- Given records -
.....
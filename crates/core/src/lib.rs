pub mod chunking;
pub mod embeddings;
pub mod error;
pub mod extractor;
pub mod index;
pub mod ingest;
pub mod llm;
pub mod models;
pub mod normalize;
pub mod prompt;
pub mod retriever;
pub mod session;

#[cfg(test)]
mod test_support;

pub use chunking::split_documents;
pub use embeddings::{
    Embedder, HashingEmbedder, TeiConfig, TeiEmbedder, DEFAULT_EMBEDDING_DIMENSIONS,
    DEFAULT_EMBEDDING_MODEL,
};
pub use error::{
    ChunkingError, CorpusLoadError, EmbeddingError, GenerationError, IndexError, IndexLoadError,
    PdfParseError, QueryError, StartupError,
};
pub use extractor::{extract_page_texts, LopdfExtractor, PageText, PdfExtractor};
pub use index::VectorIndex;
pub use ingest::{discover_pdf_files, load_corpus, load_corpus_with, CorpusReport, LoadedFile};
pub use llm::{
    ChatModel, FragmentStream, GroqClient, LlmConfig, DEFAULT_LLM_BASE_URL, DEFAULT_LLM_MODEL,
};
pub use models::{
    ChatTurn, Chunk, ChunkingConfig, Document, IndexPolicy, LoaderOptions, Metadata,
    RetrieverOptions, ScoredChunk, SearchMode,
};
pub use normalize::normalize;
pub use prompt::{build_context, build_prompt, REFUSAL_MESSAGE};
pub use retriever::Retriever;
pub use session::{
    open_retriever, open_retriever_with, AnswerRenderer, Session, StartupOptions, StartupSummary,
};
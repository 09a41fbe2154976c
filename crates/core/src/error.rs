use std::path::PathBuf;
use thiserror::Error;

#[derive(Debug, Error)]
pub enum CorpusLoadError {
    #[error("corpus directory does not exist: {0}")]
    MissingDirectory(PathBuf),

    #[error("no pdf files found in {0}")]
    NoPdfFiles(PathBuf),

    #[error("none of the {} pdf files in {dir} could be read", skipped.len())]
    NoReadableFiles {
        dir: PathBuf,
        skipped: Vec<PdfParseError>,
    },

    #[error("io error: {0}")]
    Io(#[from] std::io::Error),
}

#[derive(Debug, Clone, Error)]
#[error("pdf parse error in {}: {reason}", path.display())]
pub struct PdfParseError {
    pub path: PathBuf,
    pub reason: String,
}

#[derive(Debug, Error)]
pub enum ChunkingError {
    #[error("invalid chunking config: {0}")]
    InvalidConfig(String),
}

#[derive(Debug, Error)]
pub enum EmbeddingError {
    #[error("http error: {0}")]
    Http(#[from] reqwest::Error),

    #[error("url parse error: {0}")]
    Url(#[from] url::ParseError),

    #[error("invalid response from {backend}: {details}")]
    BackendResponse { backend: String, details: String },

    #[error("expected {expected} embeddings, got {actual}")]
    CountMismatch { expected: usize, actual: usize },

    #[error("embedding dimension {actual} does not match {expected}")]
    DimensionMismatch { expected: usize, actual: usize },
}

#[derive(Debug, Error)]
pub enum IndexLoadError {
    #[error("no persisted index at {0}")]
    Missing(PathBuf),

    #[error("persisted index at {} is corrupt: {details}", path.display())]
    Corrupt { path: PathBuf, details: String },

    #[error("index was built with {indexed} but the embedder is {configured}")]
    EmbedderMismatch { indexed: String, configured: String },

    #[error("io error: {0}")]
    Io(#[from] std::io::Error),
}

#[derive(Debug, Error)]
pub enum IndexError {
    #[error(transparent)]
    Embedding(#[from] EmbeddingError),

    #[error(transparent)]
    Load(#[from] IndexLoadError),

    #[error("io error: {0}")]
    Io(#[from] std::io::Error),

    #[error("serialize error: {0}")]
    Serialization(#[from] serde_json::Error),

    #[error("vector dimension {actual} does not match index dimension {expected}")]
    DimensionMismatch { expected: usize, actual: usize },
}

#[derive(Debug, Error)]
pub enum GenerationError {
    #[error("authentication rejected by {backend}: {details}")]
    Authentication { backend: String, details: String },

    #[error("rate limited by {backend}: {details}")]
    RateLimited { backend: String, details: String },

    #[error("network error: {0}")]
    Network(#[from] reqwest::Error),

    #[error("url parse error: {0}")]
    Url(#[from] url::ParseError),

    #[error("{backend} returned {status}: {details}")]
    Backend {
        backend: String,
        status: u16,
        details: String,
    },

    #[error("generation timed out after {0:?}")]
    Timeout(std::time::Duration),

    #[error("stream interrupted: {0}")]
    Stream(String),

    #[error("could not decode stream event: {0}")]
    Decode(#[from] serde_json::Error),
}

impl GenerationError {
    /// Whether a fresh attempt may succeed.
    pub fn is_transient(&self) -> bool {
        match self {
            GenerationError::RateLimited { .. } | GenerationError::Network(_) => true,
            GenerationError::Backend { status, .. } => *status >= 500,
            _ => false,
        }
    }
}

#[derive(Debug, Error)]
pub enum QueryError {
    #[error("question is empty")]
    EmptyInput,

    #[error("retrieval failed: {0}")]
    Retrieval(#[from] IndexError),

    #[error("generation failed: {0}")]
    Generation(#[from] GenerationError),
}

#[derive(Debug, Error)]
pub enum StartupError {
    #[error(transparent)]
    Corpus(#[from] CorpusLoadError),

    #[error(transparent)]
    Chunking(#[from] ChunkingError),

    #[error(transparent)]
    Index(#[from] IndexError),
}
.....
- Your goal -
Please reproduce each line above exactly as written.

- Task answer -
filename crates/core/src/lib.rs
pub mod chunking;
pub mod embeddings;
pub mod error;
pub mod extractor;
pub mod index;
pub mod ingest;
pub mod llm;
pub mod models;
pub mod normalize;
pub mod prompt;
pub mod retriever;
pub mod session;

#[cfg(test)]
mod test_support;

pub use chunking::split_documents;
pub use embeddings::{
    Embedder, HashingEmbedder, TeiConfig, TeiEmbedder, DEFAULT_EMBEDDING_DIMENSIONS,
    DEFAULT_EMBEDDING_MODEL,
};
pub use error::{
    ChunkingError, CorpusLoadError, EmbeddingError, GenerationError, IndexError, IndexLoadError,
    PdfParseError, QueryError, StartupError,
};
pub use extractor::{extract_page_texts, LopdfExtractor, PageText, PdfExtractor};
pub use index::VectorIndex;
pub use ingest::{discover_pdf_files, load_corpus, load_corpus_with, CorpusReport, LoadedFile};
pub use llm::{
    ChatModel, FragmentStream, GroqClient, LlmConfig, DEFAULT_LLM_BASE_URL, DEFAULT_LLM_MODEL,
};
pub use models::{
    ChatTurn, Chunk, ChunkingConfig, Document, IndexPolicy, LoaderOptions, Metadata,
    RetrieverOptions, ScoredChunk, SearchMode,
};
pub use normalize::normalize;
pub use prompt::{build_context, build_prompt, REFUSAL_MESSAGE};
pub use retriever::Retriever;
pub use session::{
    open_retriever, open_retriever_with, AnswerRenderer, Session, StartupOptions, StartupSummary,
};
repository 09a41fbe2154976c
filename crates/core/src/error.rs
use std::path::PathBuf;
use thiserror::Error;

#[derive(Debug, Error)]
pub enum CorpusLoadError {
    #[error("corpus directory does not exist: {0}")]
    MissingDirectory(PathBuf),

    #[error("no pdf files found in {0}")]
    NoPdfFiles(PathBuf),

    #[error("none of the {} pdf files in {dir} could be read", skipped.len())]
    NoReadableFiles {
        dir: PathBuf,
        skipped: Vec<PdfParseError>,
    },

    #[error("io error: {0}")]
    Io(#[from] std::io::Error),
}

#[derive(Debug, Clone, Error)]
#[error("pdf parse error in {}: {reason}", path.display())]
pub struct PdfParseError {
    pub path: PathBuf,
    pub reason: String,
}

#[derive(Debug, Error)]
pub enum ChunkingError {
    #[error("invalid chunking config: {0}")]
    InvalidConfig(String),
}

#[derive(Debug, Error)]
pub enum EmbeddingError {
    #[error("http error: {0}")]
    Http(#[from] reqwest::Error),

    #[error("url parse error: {0}")]
    Url(#[from] url::ParseError),

    #[error("invalid response from {backend}: {details}")]
    BackendResponse { backend: String, details: String },

    #[error("expected {expected} embeddings, got {actual}")]
    CountMismatch { expected: usize, actual: usize },

    #[error("embedding dimension {actual} does not match {expected}")]
    DimensionMismatch { expected: usize, actual: usize },
}

#[derive(Debug, Error)]
pub enum IndexLoadError {
    #[error("no persisted index at {0}")]
    Missing(PathBuf),

    #[error("persisted index at {} is corrupt: {details}", path.display())]
    Corrupt { path: PathBuf, details: String },

    #[error("index was built with {indexed} but the embedder is {configured}")]
    EmbedderMismatch { indexed: String, configured: String },

    #[error("io error: {0}")]
    Io(#[from] std::io::Error),
}

#[derive(Debug, Error)]
pub enum IndexError {
    #[error(transparent)]
    Embedding(#[from] EmbeddingError),

    #[error(transparent)]
    Load(#[from] IndexLoadError),

    #[error("io error: {0}")]
    Io(#[from] std::io::Error),

    #[error("serialize error: {0}")]
    Serialization(#[from] serde_json::Error),

    #[error("vector dimension {actual} does not match index dimension {expected}")]
    DimensionMismatch { expected: usize, actual: usize },
}

#[derive(Debug, Error)]
pub enum GenerationError {
    #[error("authentication rejected by {backend}: {details}")]
    Authentication { backend: String, details: String },

    #[error("rate limited by {backend}: {details}")]
    RateLimited { backend: String, details: String },

    #[error("network error: {0}")]
    Network(#[from] reqwest::Error),

    #[error("url parse error: {0}")]
    Url(#[from] url::ParseError),

    #[error("{backend} returned {status}: {details}")]
    Backend {
        backend: String,
        status: u16,
        details: String,
    },

    #[error("generation timed out after {0:?}")]
    Timeout(std::time::Duration),

    #[error("stream interrupted: {0}")]
    Stream(String),

    #[error("could not decode stream event: {0}")]
    Decode(#[from] serde_json::Error),
}

impl GenerationError {
    /// Whether a fresh attempt may succeed.
    pub fn is_transient(&self) -> bool {
        match self {
            GenerationError::RateLimited { .. } | GenerationError::Network(_) => true,
            GenerationError::Backend { status, .. } => *status >= 500,
            _ => false,
        }
    }
}

#[derive(Debug, Error)]
pub enum QueryError {
    #[error("question is empty")]
    EmptyInput,

    #[error("retrieval failed: {0}")]
    Retrieval(#[from] IndexError),

    #[error("generation failed: {0}")]
    Generation(#[from] GenerationError),
}

#[derive(Debug, Error)]
pub enum StartupError {
    #[error(transparent)]
    Corpus(#[from] CorpusLoadError),

    #[error(transparent)]
    Chunking(#[from] ChunkingError),

    #[error(transparent)]
    Index(#[from] IndexError),
}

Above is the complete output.